# ASSIGNMENT
In the records that follow, find each line with "everything" and pull it out.

SUPPLIED RECORDS START

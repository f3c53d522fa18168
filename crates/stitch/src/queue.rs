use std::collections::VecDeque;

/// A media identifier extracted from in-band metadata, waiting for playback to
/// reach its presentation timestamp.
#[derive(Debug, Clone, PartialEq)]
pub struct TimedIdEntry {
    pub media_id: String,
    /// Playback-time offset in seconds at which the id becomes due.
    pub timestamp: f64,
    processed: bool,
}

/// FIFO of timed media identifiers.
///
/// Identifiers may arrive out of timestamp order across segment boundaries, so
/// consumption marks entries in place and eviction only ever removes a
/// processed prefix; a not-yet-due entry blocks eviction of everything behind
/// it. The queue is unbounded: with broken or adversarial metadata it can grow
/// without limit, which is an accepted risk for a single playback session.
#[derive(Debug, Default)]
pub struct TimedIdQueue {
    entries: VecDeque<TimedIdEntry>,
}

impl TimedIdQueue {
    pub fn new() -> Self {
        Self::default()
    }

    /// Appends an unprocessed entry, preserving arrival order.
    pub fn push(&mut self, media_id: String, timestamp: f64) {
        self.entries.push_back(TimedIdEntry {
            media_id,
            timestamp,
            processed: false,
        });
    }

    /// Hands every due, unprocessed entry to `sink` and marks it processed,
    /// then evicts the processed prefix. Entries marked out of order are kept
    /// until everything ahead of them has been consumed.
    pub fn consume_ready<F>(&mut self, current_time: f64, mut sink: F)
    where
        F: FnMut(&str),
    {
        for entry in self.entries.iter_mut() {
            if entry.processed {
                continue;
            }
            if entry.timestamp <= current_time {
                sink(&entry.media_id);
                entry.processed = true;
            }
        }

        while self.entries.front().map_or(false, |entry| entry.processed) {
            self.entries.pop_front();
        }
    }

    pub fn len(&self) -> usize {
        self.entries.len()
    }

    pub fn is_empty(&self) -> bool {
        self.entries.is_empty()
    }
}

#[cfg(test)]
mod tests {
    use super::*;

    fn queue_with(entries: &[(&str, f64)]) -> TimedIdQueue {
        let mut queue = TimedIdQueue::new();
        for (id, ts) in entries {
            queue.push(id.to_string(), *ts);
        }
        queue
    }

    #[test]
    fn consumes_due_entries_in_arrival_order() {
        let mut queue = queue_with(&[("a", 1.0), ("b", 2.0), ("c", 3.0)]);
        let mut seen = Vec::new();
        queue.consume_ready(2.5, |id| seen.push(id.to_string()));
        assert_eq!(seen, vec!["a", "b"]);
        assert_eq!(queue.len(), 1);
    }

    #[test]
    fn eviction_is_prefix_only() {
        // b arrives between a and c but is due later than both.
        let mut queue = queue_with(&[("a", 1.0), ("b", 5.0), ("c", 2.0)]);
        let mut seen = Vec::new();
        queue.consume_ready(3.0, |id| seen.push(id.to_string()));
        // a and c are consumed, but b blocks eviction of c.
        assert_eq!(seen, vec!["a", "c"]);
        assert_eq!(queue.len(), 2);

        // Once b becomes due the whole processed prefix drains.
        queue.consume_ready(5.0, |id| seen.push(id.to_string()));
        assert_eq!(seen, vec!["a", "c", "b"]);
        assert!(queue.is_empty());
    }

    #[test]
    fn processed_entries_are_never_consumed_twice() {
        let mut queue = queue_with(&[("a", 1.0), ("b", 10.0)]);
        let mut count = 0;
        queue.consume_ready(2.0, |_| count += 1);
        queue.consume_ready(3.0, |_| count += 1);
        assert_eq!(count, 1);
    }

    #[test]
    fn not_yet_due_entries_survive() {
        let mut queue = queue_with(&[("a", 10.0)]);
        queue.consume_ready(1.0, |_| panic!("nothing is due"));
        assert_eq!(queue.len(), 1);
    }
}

SUPPLIED RECORDS END

# EXERCISE OUTPUT
/// processed prefix; a not-yet-due entry blocks eviction of everything behind
    /// until everything ahead of them has been consumed.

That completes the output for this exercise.